Oilcloth vs Sea Haze
Oilcloth and Sea Haze come from the same Benjamin Moore collection. Both sit in the grey family, which is useful context if you're narrowing within a single hue direction. The 10-point LRV gap — 45 for Sea Haze vs 35 for Oilcloth — means Sea Haze will open up a space more effectively. Both share a yellow character, which means they'll respond to light and surrounding materials in similar ways. ΔE 7.7 means they're clearly different, but not dramatically so — they'd pair well in the same room. Below you'll find 3 real-room photo comparisons where both colors appear side by side, plus 5 simulated room previews.

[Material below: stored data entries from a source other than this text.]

//! Appraisal/Decay Engine (C7/C8) HTTP surface (spec.md §4.7/§4.8, §6):
//! state, history, summary, profile.

use axum::extract::{Path, Query, State};
use axum::Json;
use serde::{Deserialize, Serialize};

use rl_appraisal::{profile_for, OccProfile, SocialContext, StimulusEntry};
use rl_store::types::{EmotionInstance, EmotionState, StimulusHistory};

use crate::api::error::ApiResult;
use crate::bootstrap::current_decay_context;
use crate::state::AppState;

#[derive(Debug, Deserialize)]
pub struct ScopeQuery {
    pub session_id: Option<String>,
}

/// `GET /v1/emotion/state?session_id=...` — the latest persisted state
/// for a scope, `None` for the daemon-global map.
pub async fn get_state(
    State(state): State<AppState>,
    Query(q): Query<ScopeQuery>,
) -> Json<Option<EmotionState>> {
    Json(state.store.load_latest_emotion_state(q.session_id.as_deref()))
}

#[derive(Debug, Deserialize)]
pub struct HistoryQuery {
    pub session_id: Option<String>,
    #[serde(default = "default_history_limit")]
    pub limit: usize,
    #[serde(default = "default_history_window_mins")]
    pub window_mins: i64,
}

fn default_history_limit() -> usize {
    50
}
fn default_history_window_mins() -> i64 {
    24 * 60
}

/// `GET /v1/emotion/history?session_id=...&limit=...&window_mins=...`
pub async fn get_history(
    State(state): State<AppState>,
    Query(q): Query<HistoryQuery>,
) -> Json<Vec<StimulusHistory>> {
    let since = chrono::Utc::now() - chrono::Duration::minutes(q.window_mins);
    Json(
        state
            .store
            .load_recent_stimulus_history(q.session_id.as_deref(), since, q.limit),
    )
}

#[derive(Debug, Serialize)]
pub struct EmotionSummary {
    pub session_id: Option<String>,
    pub pending_stimuli: usize,
    pub active_map: std::collections::HashMap<String, EmotionInstance>,
}

/// `GET /v1/emotion/summary?session_id=...` — the live (not-yet-flushed)
/// in-memory view, as opposed to `get_state`'s last-persisted snapshot.
pub async fn get_summary(
    State(state): State<AppState>,
    Query(q): Query<ScopeQuery>,
) -> Json<EmotionSummary> {
    let manager = state.appraisal.get_or_create(q.session_id.clone());
    Json(EmotionSummary {
        session_id: q.session_id,
        pending_stimuli: manager.pending_len(),
        active_map: manager.active_map(),
    })
}

/// `GET /v1/emotion/profile` — the OCC profile shared by every scope
/// (spec.md §4.7: personality-to-profile composition is a non-goal).
pub async fn get_profile() -> Json<OccProfile> {
    Json(OccProfile::default())
}

#[derive(Debug, Serialize)]
pub struct EmotionProfileInfo {
    pub emotion_type: String,
    pub valence_sign: f64,
}

/// `GET /v1/emotion/profile/:emotion_type` — the static OCC classification
/// for one emotion type (spec.md §4.7's `profile_for`).
pub async fn get_emotion_profile(Path(emotion_type): Path<String>) -> Json<EmotionProfileInfo> {
    let profile = profile_for(&emotion_type);
    Json(EmotionProfileInfo {
        emotion_type,
        valence_sign: profile.valence_sign,
    })
}

#[derive(Debug, Deserialize)]
pub struct StimulusRequest {
    pub session_id: Option<String>,
    pub stimulus_type: String,
    pub payload: String,
    #[serde(default)]
    pub context: serde_json::Value,
    #[serde(default)]
    pub is_user_present: bool,
    #[serde(default)]
    pub is_user_engaged: bool,
}

/// `POST /v1/emotion/stimulus` — buffers a stimulus and flushes
/// immediately (an HTTP caller has no background tick of its own to wait
/// for, unlike the broker's inline appraisal after a turn).
pub async fn post_stimulus(
    State(state): State<AppState>,
    Json(req): Json<StimulusRequest>,
) -> ApiResult<Json<Option<EmotionState>>> {
    let manager = state.appraisal.get_or_create(req.session_id.clone());
    manager.buffer_stimulus(StimulusEntry {
        stimulus_type: req.stimulus_type,
        payload: req.payload,
        context: req.context,
    });
    let social_ctx = SocialContext {
        is_user_present: req.is_user_present,
        is_user_engaged: req.is_user_engaged,
    };
    let result = manager.flush(&current_decay_context(), social_ctx).await?;
    Ok(Json(result))
}
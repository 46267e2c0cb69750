//! Event Log (C5): per-session append-only ring buffer with monotonic
//! sequence numbers (spec.md §4.2).
//!
//! Grounded on the teacher's `ApprovalStore` (`gateway/src/runtime/
//! approval.rs`) for the "single `parking_lot::RwLock`-guarded table,
//! simple insert/list" shape — here the table is a bounded deque instead
//! of a map, since entries are read back in order rather than looked up
//! by key.

use std::collections::{HashMap, VecDeque};
use std::sync::atomic::{AtomicU64, Ordering};
use std::sync::Arc;

use chrono::{DateTime, Utc};
use parking_lot::Mutex;
use serde::Serialize;

/// One outgoing event, stamped with its session-scoped sequence number.
#[derive(Debug, Clone, Serialize)]
pub struct EventEnvelope {
    pub seq: u64,
    #[serde(rename = "type")]
    pub event_type: String,
    pub data: serde_json::Value,
    pub timestamp: DateTime<Utc>,
}

/// Bound on the per-session event log (spec.md §3: "N ≥ 500").
pub const MIN_MAX_EVENT_LOG: usize = 500;

/// Per-session (or per-connection, before a session is bound) append-only
/// log. `seq` starts at 1 and is strictly increasing (spec.md §3).
pub struct EventLog {
    entries: Mutex<VecDeque<EventEnvelope>>,
    next_seq: AtomicU64,
    max_len: usize,
}

impl EventLog {
    pub fn new(max_len: usize) -> Self {
        Self {
            entries: Mutex::new(VecDeque::new()),
            next_seq: AtomicU64::new(1),
            max_len: max_len.max(MIN_MAX_EVENT_LOG),
        }
    }

    /// Allocate the next seq, stamp the event, append it, and return the
    /// envelope to send to the client. Oldest entries are dropped once the
    /// log exceeds `max_len` (spec.md §4.2).
    pub fn append(&self, event_type: &str, data: serde_json::Value) -> EventEnvelope {
        let seq = self.next_seq.fetch_add(1, Ordering::SeqCst);
        let envelope = EventEnvelope {
            seq,
            event_type: event_type.to_string(),
            data,
            timestamp: Utc::now(),
        };
        let mut entries = self.entries.lock();
        entries.push_back(envelope.clone());
        while entries.len() > self.max_len {
            entries.pop_front();
        }
        envelope
    }

    /// Replay contract (spec.md §4.2): every retained event with
    /// `seq > last_seq`, in seq order. The caller is responsible for
    /// excluding `session_ready` (sent explicitly before replay) and for
    /// treating a gap (oldest retained seq > last_seq + 1) as out of scope.
    pub fn replay_since(&self, last_seq: u64) -> Vec<EventEnvelope> {
        self.entries
            .lock()
            .iter()
            .filter(|e| e.seq > last_seq)
            .cloned()
            .collect()
    }

    pub fn oldest_retained_seq(&self) -> Option<u64> {
        self.entries.lock().front().map(|e| e.seq)
    }
}

/// Session-scoped logs outlive any one connection (spec.md §4.2: a
/// reconnect replays from the same log), so they live in a registry keyed
/// by session_id rather than owned directly by a `Connection`.
pub struct EventLogRegistry {
    logs: Mutex<HashMap<String, Arc<EventLog>>>,
    max_len: usize,
}

impl EventLogRegistry {
    pub fn new(max_len: usize) -> Self {
        Self {
            logs: Mutex::new(HashMap::new()),
            max_len,
        }
    }

    pub fn get_or_create(&self, session_id: &str) -> Arc<EventLog> {
        let mut logs = self.logs.lock();
        logs.entry(session_id.to_string())
            .or_insert_with(|| Arc::new(EventLog::new(self.max_len)))
            .clone()
    }

    pub fn get(&self, session_id: &str) -> Option<Arc<EventLog>> {
        self.logs.lock().get(session_id).cloned()
    }
}

#[cfg(test)]
mod tests {
    use super::*;

    #[test]
    fn seq_is_strictly_increasing_starting_at_one() {
        let log = EventLog::new(500);
        let a = log.append("text", serde_json::json!({"text": "he"}));
        let b = log.append("text", serde_json::json!({"text": "llo"}));
        assert_eq!(a.seq, 1);
        assert_eq!(b.seq, 2);
    }

    #[test]
    fn replay_since_excludes_up_to_and_including_last_seq() {
        let log = EventLog::new(500);
        log.append("a", serde_json::json!({}));
        log.append("b", serde_json::json!({}));
        log.append("c", serde_json::json!({}));
        let replayed = log.replay_since(1);
        assert_eq!(replayed.len(), 2);
        assert_eq!(replayed[0].seq, 2);
        assert_eq!(replayed[1].seq, 3);
    }

    #[test]
    fn bounded_to_max_len_drops_oldest() {
        let log = EventLog::new(MIN_MAX_EVENT_LOG);
        for _ in 0..(MIN_MAX_EVENT_LOG + 10) {
            log.append("tick", serde_json::json!({}));
        }
        let oldest = log.oldest_retained_seq().unwrap();
        assert_eq!(oldest, 11);
    }

    #[test]
    fn registry_returns_same_log_for_same_session() {
        let reg = EventLogRegistry::new(500);
        let a = reg.get_or_create("s1");
        a.append("text", serde_json::json!({}));
        let b = reg.get_or_create("s1");
        assert_eq!(b.replay_since(0).len(), 1);
    }

    #[test]
    fn registry_keeps_sessions_independent() {
        let reg = EventLogRegistry::new(500);
        reg.get_or_create("s1").append("a", serde_json::json!({}));
        let s2 = reg.get_or_create("s2");
        assert!(s2.replay_since(0).is_empty());
    }

    #[test]
    fn max_len_floor_is_enforced() {
        let log = EventLog::new(5);
        for _ in 0..(MIN_MAX_EVENT_LOG + 1) {
            log.append("tick", serde_json::json!({}));
        }
        assert!(log.oldest_retained_seq().unwrap() <= 2);
    }
}
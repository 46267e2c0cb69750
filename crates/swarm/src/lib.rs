//! Swarm Orchestrator (C9, spec.md §4.5): DAG-scheduled agent execution
//! with assigned/autonomous/synthesis modes, per-edge payload inclusion,
//! conditional skipping, and resume/cancel semantics.

pub mod autonomous;
pub mod builder;
pub mod condition;
pub mod dag;
pub mod orchestrator;
pub mod runner;
pub mod summarize;

pub use builder::{build_swarm, AgentSpec, AutonomousSpec, DependsOnSpec, SwarmSpec};
pub use dag::{critical_path, detect_cycle, levels, DagNode};
pub use orchestrator::{OrchestratorConfig, SwarmOrchestrator};
pub use runner::{drive_turn, ordered_blocks, spawn_turn, TurnOutcome};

Oilcloth vs Sea Haze in Real Spaces
3 real rooms side by side. Oilcloth and Sea Haze are close enough that the difference can be hard to judge from a chip alone — these photos show how each reads at scale, across different spaces and lighting conditions.
Living Room
A living room wall sees more varied light than almost any other surface in the house, which makes the choice between these two more nuanced than a chip suggests. Sea Haze reflects noticeably more light off the walls, making the space read more open than Oilcloth.
Bedroom
Bedrooms are typically lit with warmer, lower light than the rest of the house — a condition that flatters warm tones and deepens cool ones. Sea Haze returns significantly more light to the room — in a smaller or darker space, that difference in perceived brightness is hard to miss.
Bathroom
Small bathrooms intensify color. A shade that seems quiet in a larger room can feel immersive when you're surrounded by it on four walls. Sea Haze returns significantly more light to the room — in a smaller or darker space, that difference in perceived brightness is hard to miss.
Color Details
Oilcloth vs Sea Haze Simulated Comparison
5 simulated room previews — drag the slider on each to see Oilcloth on one side and Sea Haze on the other.
Digital color is approximate. These simulations are generated from the manufacturer's hex values and overlaid on grayscale room photos — your screen's calibration, brightness, and viewing angle all affect how they render. Before committing to either color, test physical samples in your own space under the light you actually live with.
More Oilcloth comparisons
See how Oilcloth stacks up against other well-photographed colors across different brands and tones.